A!MC had attached themselves to L!MC like a sloth to a tree and would not let go or stop drooling. Ah schadenfreude, the best feeling in the galaxy...
“Stop with that look.” L!MC hissed, Belphie snickered. “I’m telling you to quit it because you’ll wake up Beel, and Beel is solving your M!MC problem.”
Belphie turned to see Beel practically crush M!MC into a bone breaking hug in his sleep.
“Should we do something about that?” L!MC yawned.

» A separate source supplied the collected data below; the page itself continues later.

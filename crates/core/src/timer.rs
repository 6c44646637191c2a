//! Cancellable timers for use inside `tokio::select!` loops.
//!
//! A [`Timer`] is a one-shot deadline that can be re-armed or cancelled;
//! a [`Ticker`] is a periodic interval that can be started or stopped.
//! While unarmed/stopped, waiting on either never completes, so a select
//! branch on an idle timer is simply inert. Teardown is a matter of
//! calling `cancel()` / `stop()` on every timer the owner holds.

use std::future::pending;
use std::pin::Pin;
use std::time::Duration;

use tokio::time::{Instant, Interval, MissedTickBehavior, Sleep};

use crate::error::CoreError;

/// A one-shot, re-armable deadline.
#[derive(Debug, Default)]
pub struct Timer {
    sleep: Option<Pin<Box<Sleep>>>,
}

impl Timer {
    pub fn new() -> Self {
        Self::default()
    }

    /// Arm the timer to fire after `delay`, replacing any pending deadline.
    pub fn arm(&mut self, delay: Duration) {
        self.sleep = Some(Box::pin(tokio::time::sleep(delay)));
    }

    /// Cancel the pending deadline. Returns whether one was pending.
    pub fn cancel(&mut self) -> bool {
        self.sleep.take().is_some()
    }

    pub fn is_armed(&self) -> bool {
        self.sleep.is_some()
    }

    /// Resolve when the armed deadline passes; pend forever when unarmed.
    ///
    /// Cancel safe: dropping the future before it resolves leaves the
    /// deadline armed.
    pub async fn fired(&mut self) {
        match self.sleep.as_mut() {
            Some(sleep) => {
                sleep.as_mut().await;
                self.sleep = None;
            }
            None => pending::<()>().await,
        }
    }
}

/// A stoppable periodic tick.
#[derive(Debug, Default)]
pub struct Ticker {
    interval: Option<Interval>,
}

impl Ticker {
    pub fn new() -> Self {
        Self::default()
    }

    /// Start ticking every `period`, first tick one period from now.
    ///
    /// Restarting an already running ticker resets its phase. A zero
    /// period is refused and leaves the ticker stopped.
    pub fn start(&mut self, period: Duration) -> Result<(), CoreError> {
        if period.is_zero() {
            self.interval = None;
            return Err(CoreError::Validation("ticker period must be non-zero".into()));
        }
        let mut interval = tokio::time::interval_at(Instant::now() + period, period);
        interval.set_missed_tick_behavior(MissedTickBehavior::Delay);
        self.interval = Some(interval);
        Ok(())
    }

    /// Stop ticking. Returns whether the ticker was running.
    pub fn stop(&mut self) -> bool {
        self.interval.take().is_some()
    }

    pub fn is_running(&self) -> bool {
        self.interval.is_some()
    }

    /// Resolve on the next tick; pend forever when stopped.
    pub async fn tick(&mut self) -> Instant {
        match self.interval.as_mut() {
            Some(interval) => interval.tick().await,
            None => pending().await,
        }
    }
}
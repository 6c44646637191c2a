use crate::types::DbId;

#[derive(Debug, Clone, PartialEq, Eq, thiserror::Error)]
pub enum CoreError {
    #[error("Entity not found: {entity} with id {id}")]
    NotFound { entity: &'static str, id: DbId },

    #[error("Validation failed: {0}")]
    Validation(String),

    #[error("Unauthorized: {0}")]
    Unauthorized(String),

    #[error("Internal error: {0}")]
    Internal(String),
}
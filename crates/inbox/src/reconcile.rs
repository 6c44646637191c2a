//! Conflict-free merge of pulled and pushed records.
//!
//! A [`RecordSet`] holds at most one record per identity. It is fed by two
//! independent producers:
//!
//! - **push**: socket deltas, applied immediately via [`RecordSet::upsert`]
//!   or [`RecordSet::remove`];
//! - **pull**: a REST snapshot, bracketed by [`RecordSet::begin_pull`] and
//!   [`RecordSet::complete_pull`].
//!
//! No ordering is assumed between a pull completing and a push arriving.
//! The rules that make the outcome independent of that race:
//!
//! 1. Two versions of one record are always combined with [`Merge::merge`],
//!    which each record type defines commutatively (read flags only ever
//!    turn on, the later edit wins). Pushed and pulled versions go through
//!    the same merge, so neither producer overrides the other wholesale.
//! 2. A record pushed while a pull is in flight survives an authoritative
//!    snapshot that does not list it yet.
//! 3. Removed identities are tombstoned; a snapshot taken before the
//!    removal cannot bring them back. An authoritative snapshot that no
//!    longer lists the identity retires its tombstone.
//! 4. Every pull carries a generation. [`RecordSet::clear`] and a newer
//!    `begin_pull` invalidate older tickets, so a late response for an
//!    abandoned pull is discarded.

use std::collections::{HashMap, HashSet};
use std::fmt::Debug;
use std::hash::Hash;

/// A record with a stable identity.
pub trait Keyed {
    type Key: Clone + Eq + Hash + Debug;

    fn key(&self) -> Self::Key;
}

/// How two versions of the same record combine.
pub trait Merge: Keyed + Sized {
    /// Combine the held version with an incoming one. Must not depend on
    /// which of the two arrived first when both are server versions.
    fn merge(existing: &Self, incoming: Self) -> Self;
}

/// Whether a pull returns the complete set or a subset of it.
#[derive(Debug, Clone, Copy, PartialEq, Eq)]
pub enum PullScope {
    /// The response is the whole collection; absent records are dropped.
    Authoritative,
    /// The response is a filtered or paginated subset; nothing is dropped.
    Partial,
}

/// Proof that a pull was started, checked again on completion.
#[derive(Debug, Clone, Copy, PartialEq, Eq)]
pub struct PullTicket {
    generation: u64,
}

#[derive(Debug)]
pub struct RecordSet<R: Merge> {
    records: HashMap<R::Key, R>,
    tombstones: HashSet<R::Key>,
    generation: u64,
    in_flight: Option<u64>,
    pushed_during_pull: HashSet<R::Key>,
}

impl<R: Merge> Default for RecordSet<R> {
    fn default() -> Self {
        Self {
            records: HashMap::new(),
            tombstones: HashSet::new(),
            generation: 0,
            in_flight: None,
            pushed_during_pull: HashSet::new(),
        }
    }
}

impl<R: Merge> RecordSet<R> {
    pub fn new() -> Self {
        Self::default()
    }

    pub fn len(&self) -> usize {
        self.records.len()
    }

    pub fn is_empty(&self) -> bool {
        self.records.is_empty()
    }

    pub fn get(&self, key: &R::Key) -> Option<&R> {
        self.records.get(key)
    }

    pub fn values(&self) -> impl Iterator<Item = &R> {
        self.records.values()
    }

    pub fn is_pulling(&self) -> bool {
        self.in_flight.is_some()
    }

    /// Apply a pushed record. Returns `false` for a tombstoned identity.
    pub fn upsert(&mut self, record: R) -> bool {
        let key = record.key();
        if self.tombstones.contains(&key) {
            tracing::debug!(?key, "Ignoring update for removed record");
            return false;
        }
        if self.in_flight.is_some() {
            self.pushed_during_pull.insert(key.clone());
        }
        self.merge_in(key, record);
        true
    }

    /// Remove a record and tombstone its identity.
    pub fn remove(&mut self, key: &R::Key) -> Option<R> {
        self.tombstones.insert(key.clone());
        if self.in_flight.is_some() {
            self.pushed_during_pull.insert(key.clone());
        }
        self.records.remove(key)
    }

    /// Change a held record in place (local, optimistic edits).
    pub fn update<F: FnOnce(&mut R)>(&mut self, key: &R::Key, f: F) -> bool {
        match self.records.get_mut(key) {
            Some(record) => {
                f(record);
                true
            }
            None => false,
        }
    }

    /// Start a pull, superseding any pull already in flight.
    pub fn begin_pull(&mut self) -> PullTicket {
        self.generation += 1;
        self.in_flight = Some(self.generation);
        self.pushed_during_pull.clear();
        PullTicket {
            generation: self.generation,
        }
    }

    /// Whether `ticket` belongs to the pull currently in flight.
    pub fn is_current(&self, ticket: PullTicket) -> bool {
        self.in_flight == Some(ticket.generation)
    }

    /// Merge a pulled snapshot. Returns `false` (and changes nothing) when
    /// the ticket is stale.
    pub fn complete_pull(&mut self, ticket: PullTicket, snapshot: Vec<R>, scope: PullScope) -> bool {
        if !self.is_current(ticket) {
            tracing::debug!(generation = ticket.generation, "Discarding stale pull response");
            return false;
        }
        self.in_flight = None;
        let pushed = std::mem::take(&mut self.pushed_during_pull);

        let mut seen = HashSet::with_capacity(snapshot.len());
        for record in snapshot {
            let key = record.key();
            seen.insert(key.clone());
            if self.tombstones.contains(&key) {
                continue;
            }
            self.merge_in(key, record);
        }

        if scope == PullScope::Authoritative {
            self.records
                .retain(|key, _| seen.contains(key) || pushed.contains(key));
            self.tombstones.retain(|key| seen.contains(key));
        }
        true
    }

    /// End a failed pull without touching the records. Returns `false`
    /// when the ticket is stale.
    pub fn abandon_pull(&mut self, ticket: PullTicket) -> bool {
        if !self.is_current(ticket) {
            return false;
        }
        self.in_flight = None;
        self.pushed_during_pull.clear();
        true
    }

    /// Drop every record and invalidate any pull in flight.
    pub fn clear(&mut self) {
        self.records.clear();
        self.tombstones.clear();
        self.pushed_during_pull.clear();
        self.generation += 1;
        self.in_flight = None;
    }

    fn merge_in(&mut self, key: R::Key, incoming: R) {
        let merged = match self.records.get(&key) {
            Some(existing) => R::merge(existing, incoming),
            None => incoming,
        };
        self.records.insert(key, merged);
    }
}
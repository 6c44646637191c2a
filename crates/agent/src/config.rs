//! Agent configuration loaded from environment variables.

use std::str::FromStr;
use std::time::Duration;

use servicedesk_core::backoff::ReconnectPolicy;
use servicedesk_core::types::DbId;
use servicedesk_realtime::ConnectionConfig;

/// Log output format selected by `LOG_FORMAT`.
#[derive(Debug, Clone, Copy, PartialEq, Eq)]
pub enum LogFormat {
    Pretty,
    Json,
}

impl FromStr for LogFormat {
    type Err = String;

    fn from_str(s: &str) -> Result<Self, Self::Err> {
        match s.to_ascii_lowercase().as_str() {
            "pretty" | "text" => Ok(LogFormat::Pretty),
            "json" => Ok(LogFormat::Json),
            other => Err(format!("expected 'pretty' or 'json', got '{other}'")),
        }
    }
}

#[derive(Debug, Clone)]
pub struct AgentConfig {
    /// REST root, e.g. `https://desk.example.com/api`.
    pub api_base_url: String,
    /// WebSocket root, e.g. `wss://desk.example.com/ws`.
    pub ws_base_url: String,
    pub user_id: DbId,
    /// Bearer token for REST and the socket `token` query parameter.
    pub auth_token: Option<String>,
    /// Conversation to follow, if any.
    pub conversation_id: Option<String>,
    /// Attachment to convert and preview, if any.
    pub preview_attachment_id: Option<DbId>,
    pub reconnect_max_attempts: u32,
    pub reconnect_base_delay: Duration,
    pub reconnect_max_delay: Duration,
    pub keepalive_interval: Duration,
    pub log_format: LogFormat,
}

impl AgentConfig {
    /// Load from the process environment.
    pub fn from_env() -> Result<Self, ConfigError> {
        Self::from_lookup(|key| std::env::var(key).ok())
    }

    /// Load from an arbitrary key lookup. Empty values count as unset.
    pub fn from_lookup<F>(lookup: F) -> Result<Self, ConfigError>
    where
        F: Fn(&str) -> Option<String>,
    {
        let get = |key: &'static str| lookup(key).filter(|v| !v.trim().is_empty());

        let required = |key: &'static str| get(key).ok_or(ConfigError::Missing(key));

        Ok(Self {
            api_base_url: required("API_BASE_URL")?,
            ws_base_url: required("WS_BASE_URL")?,
            user_id: parse("USER_ID", required("USER_ID")?)?,
            auth_token: get("AUTH_TOKEN"),
            conversation_id: get("CONVERSATION_ID"),
            preview_attachment_id: get("PREVIEW_ATTACHMENT_ID")
                .map(|v| parse("PREVIEW_ATTACHMENT_ID", v))
                .transpose()?,
            reconnect_max_attempts: parse_or("RECONNECT_MAX_ATTEMPTS", get("RECONNECT_MAX_ATTEMPTS"), 5)?,
            reconnect_base_delay: Duration::from_millis(parse_or(
                "RECONNECT_BASE_DELAY_MS",
                get("RECONNECT_BASE_DELAY_MS"),
                1000,
            )?),
            reconnect_max_delay: Duration::from_millis(parse_or(
                "RECONNECT_MAX_DELAY_MS",
                get("RECONNECT_MAX_DELAY_MS"),
                30_000,
            )?),
            keepalive_interval: Duration::from_secs(non_zero(
                "KEEPALIVE_INTERVAL_SECS",
                parse_or("KEEPALIVE_INTERVAL_SECS", get("KEEPALIVE_INTERVAL_SECS"), 30)?,
            )?),
            log_format: parse_or("LOG_FORMAT", get("LOG_FORMAT"), LogFormat::Pretty)?,
        })
    }

    /// Per-channel connection tuning derived from this config.
    pub fn connection(&self) -> ConnectionConfig {
        ConnectionConfig {
            reconnect: ReconnectPolicy::new(
                self.reconnect_base_delay,
                self.reconnect_max_delay,
                self.reconnect_max_attempts,
            ),
            keepalive_interval: self.keepalive_interval,
        }
    }
}

fn parse<T>(key: &'static str, value: String) -> Result<T, ConfigError>
where
    T: FromStr,
    T::Err: std::fmt::Display,
{
    value.trim().parse().map_err(|e: T::Err| ConfigError::Invalid {
        key,
        value: value.clone(),
        reason: e.to_string(),
    })
}

fn parse_or<T>(key: &'static str, value: Option<String>, default: T) -> Result<T, ConfigError>
where
    T: FromStr,
    T::Err: std::fmt::Display,
{
    value.map_or(Ok(default), |v| parse(key, v))
}

fn non_zero(key: &'static str, value: u64) -> Result<u64, ConfigError> {
    if value == 0 {
        return Err(ConfigError::Invalid {
            key,
            value: value.to_string(),
            reason: "must be greater than zero".into(),
        });
    }
    Ok(value)
}

#[derive(Debug, thiserror::Error)]
pub enum ConfigError {
    #[error("{0} environment variable is required")]
    Missing(&'static str),

    #[error("{key} has invalid value '{value}': {reason}")]
    Invalid {
        key: &'static str,
        value: String,
        reason: String,
    },
}
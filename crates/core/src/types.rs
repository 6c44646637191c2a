/// Server-side primary keys (users, notifications, tickets, attachments).
pub type DbId = i64;

/// All timestamps are UTC.
pub type Timestamp = chrono::DateTime<chrono::Utc>;
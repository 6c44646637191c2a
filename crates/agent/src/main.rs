//! `servicedesk-agent` -- headless real-time client.
//!
//! Connects the notification channel for one user (and optionally one
//! conversation), keeps the local stores reconciled with the REST API, and
//! can track the conversion of one attachment to a previewable artifact.
//! Runs until Ctrl-C.
//!
//! # Environment variables
//!
//! | Variable                  | Required | Default  | Description                               |
//! |---------------------------|----------|----------|-------------------------------------------|
//! | `API_BASE_URL`            | yes      | --       | REST root, e.g. `https://host/api`        |
//! | `WS_BASE_URL`             | yes      | --       | WebSocket root, e.g. `wss://host/ws`      |
//! | `USER_ID`                 | yes      | --       | Integer ID of the signed-in user          |
//! | `AUTH_TOKEN`              | no       | --       | Bearer token                              |
//! | `CONVERSATION_ID`         | no       | --       | Conversation to follow                    |
//! | `PREVIEW_ATTACHMENT_ID`   | no       | --       | Attachment to convert and preview         |
//! | `RECONNECT_MAX_ATTEMPTS`  | no       | `5`      | Reconnect budget per outage               |
//! | `RECONNECT_BASE_DELAY_MS` | no       | `1000`   | First reconnect delay                     |
//! | `RECONNECT_MAX_DELAY_MS`  | no       | `30000`  | Reconnect delay cap                       |
//! | `KEEPALIVE_INTERVAL_SECS` | no       | `30`     | Seconds between keepalive pings           |
//! | `LOG_FORMAT`              | no       | `pretty` | `pretty` or `json`                        |

use servicedesk_agent::app;
use servicedesk_agent::config::{AgentConfig, LogFormat};
use tokio_util::sync::CancellationToken;
use tracing_subscriber::{layer::SubscriberExt, util::SubscriberInitExt};

const DEFAULT_LOG_FILTER: &str =
    "servicedesk_agent=info,servicedesk_realtime=info,servicedesk_inbox=info,servicedesk_conversion=info";

#[tokio::main]
async fn main() {
    dotenvy::dotenv().ok();

    let config = AgentConfig::from_env();
    let log_format = config.as_ref().map_or(LogFormat::Pretty, |c| c.log_format);
    init_tracing(log_format);

    let config = config.unwrap_or_else(|e| {
        tracing::error!(error = %e, "Invalid configuration");
        std::process::exit(1);
    });

    tracing::info!(
        api_base_url = %config.api_base_url,
        ws_base_url = %config.ws_base_url,
        user_id = config.user_id,
        "Starting servicedesk-agent",
    );

    let shutdown = CancellationToken::new();
    {
        let shutdown = shutdown.clone();
        tokio::spawn(async move {
            if let Err(e) = tokio::signal::ctrl_c().await {
                tracing::error!(error = %e, "Failed to listen for Ctrl-C");
            }
            shutdown.cancel();
        });
    }

    if let Err(e) = app::run(config, shutdown).await {
        tracing::error!(error = %e, "Session failed");
        std::process::exit(1);
    }
}

fn init_tracing(format: LogFormat) {
    let registry = tracing_subscriber::registry().with(
        tracing_subscriber::EnvFilter::try_from_default_env()
            .unwrap_or_else(|_| DEFAULT_LOG_FILTER.into()),
    );

    match format {
        LogFormat::Json => registry.with(tracing_subscriber::fmt::layer().json()).init(),
        LogFormat::Pretty => registry.with(tracing_subscriber::fmt::layer()).init(),
    }
}
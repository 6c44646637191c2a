//! Socket frame types and parser.
//!
//! Every frame on the notification and conversation channels is a JSON
//! object with a `"type"` tag and the payload fields inline, e.g.
//! `{"type": "count_update", "unread_count": 3}`. Known tags deserialize
//! into the matching [`Frame`] variant; unrecognised tags become
//! [`Frame::Unknown`] so a newer server cannot crash an older client.

use serde::{Deserialize, Serialize};
use servicedesk_core::records::{MessageRecord, NotificationRecord};
use servicedesk_core::types::DbId;

/// All frames exchanged over a channel, in either direction.
#[derive(Debug, Clone, PartialEq, Serialize, Deserialize)]
#[serde(tag = "type", rename_all = "snake_case")]
pub enum Frame {
    /// Keepalive sent by the client every keepalive interval.
    Ping {
        #[serde(default)]
        timestamp: Option<i64>,
    },

    /// Server reply to a ping.
    Pong {
        #[serde(default)]
        timestamp: Option<i64>,
    },

    /// Sent by the server once the channel is authenticated.
    ConnectionEstablished {
        #[serde(default)]
        message: Option<String>,
    },

    /// Acknowledges a subscription to a conversation or topic.
    Subscribed {
        #[serde(default)]
        channel: Option<String>,
    },

    /// A notification was created or its read flag changed.
    NotificationUpdate {
        notification: NotificationRecord,
        #[serde(default)]
        action: UpdateAction,
    },

    /// Authoritative unread counter for the user.
    CountUpdate { unread_count: u64 },

    /// Client request to mark one notification read.
    MarkRead { notification_id: DbId },

    /// A conversation message was created, edited, reacted to or deleted.
    MessageUpdate {
        message: MessageRecord,
        #[serde(default)]
        action: UpdateAction,
    },

    /// Server-side error report. Informational; the channel stays open.
    Error {
        #[serde(default)]
        message: String,
    },

    /// Any tag this client does not know.
    #[serde(other)]
    Unknown,
}

/// What happened to the record carried by an update frame.
#[derive(Debug, Clone, Copy, Default, PartialEq, Eq, Serialize, Deserialize)]
#[serde(rename_all = "snake_case")]
pub enum UpdateAction {
    #[default]
    Created,
    Updated,
    Deleted,
    #[serde(other)]
    Other,
}

/// Frame tag without payload, used as the routing key.
#[derive(Debug, Clone, Copy, PartialEq, Eq, Hash)]
pub enum FrameKind {
    Ping,
    Pong,
    ConnectionEstablished,
    Subscribed,
    NotificationUpdate,
    CountUpdate,
    MarkRead,
    MessageUpdate,
    Error,
    Unknown,
}

impl Frame {
    pub fn kind(&self) -> FrameKind {
        match self {
            Frame::Ping { .. } => FrameKind::Ping,
            Frame::Pong { .. } => FrameKind::Pong,
            Frame::ConnectionEstablished { .. } => FrameKind::ConnectionEstablished,
            Frame::Subscribed { .. } => FrameKind::Subscribed,
            Frame::NotificationUpdate { .. } => FrameKind::NotificationUpdate,
            Frame::CountUpdate { .. } => FrameKind::CountUpdate,
            Frame::MarkRead { .. } => FrameKind::MarkRead,
            Frame::MessageUpdate { .. } => FrameKind::MessageUpdate,
            Frame::Error { .. } => FrameKind::Error,
            Frame::Unknown => FrameKind::Unknown,
        }
    }

    /// A keepalive ping stamped with the current time (epoch millis).
    pub fn ping_now() -> Self {
        Frame::Ping {
            timestamp: Some(chrono::Utc::now().timestamp_millis()),
        }
    }

    pub fn mark_read(notification_id: DbId) -> Self {
        Frame::MarkRead { notification_id }
    }

    /// Serialize to the JSON text sent on the wire.
    pub fn to_text(&self) -> Result<String, serde_json::Error> {
        serde_json::to_string(self)
    }
}

/// Parse a text frame into a typed [`Frame`].
///
/// Returns `Err` for malformed JSON, a missing `"type"` tag, or a known tag
/// whose payload does not match. Callers should log and drop such frames.
pub fn parse_frame(text: &str) -> Result<Frame, serde_json::Error> {
    serde_json::from_str(text)
}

Belphie smirked his little douchebag smirk. “Eh, let them stew for a few more minutes.”
“Help me...” M!MC rasped.
Out of the three, A!MC is probably the best nap buddy, they bring in their own pillows and don’t hog the blankets.
Belphie is once again at the forefront for taking videos of the flying lessons, at least till M!MC accidentally broke Belphie’s DDD.
Just a friendly reminder, the sleepy cow man would kill for these kids.
Look at them funny and no one will find your body.
Okay! That’s part 3 done! I had to cut Belphie’s and Satan’s short because of post limit stuff, but the stuff with the side characters is coming soon! Also, Mammon would like me to inform all those who donated to his Go Fund Me that you will NOT be getting your money back, he has a kid to deck out in full Gucci now, he needs the cash!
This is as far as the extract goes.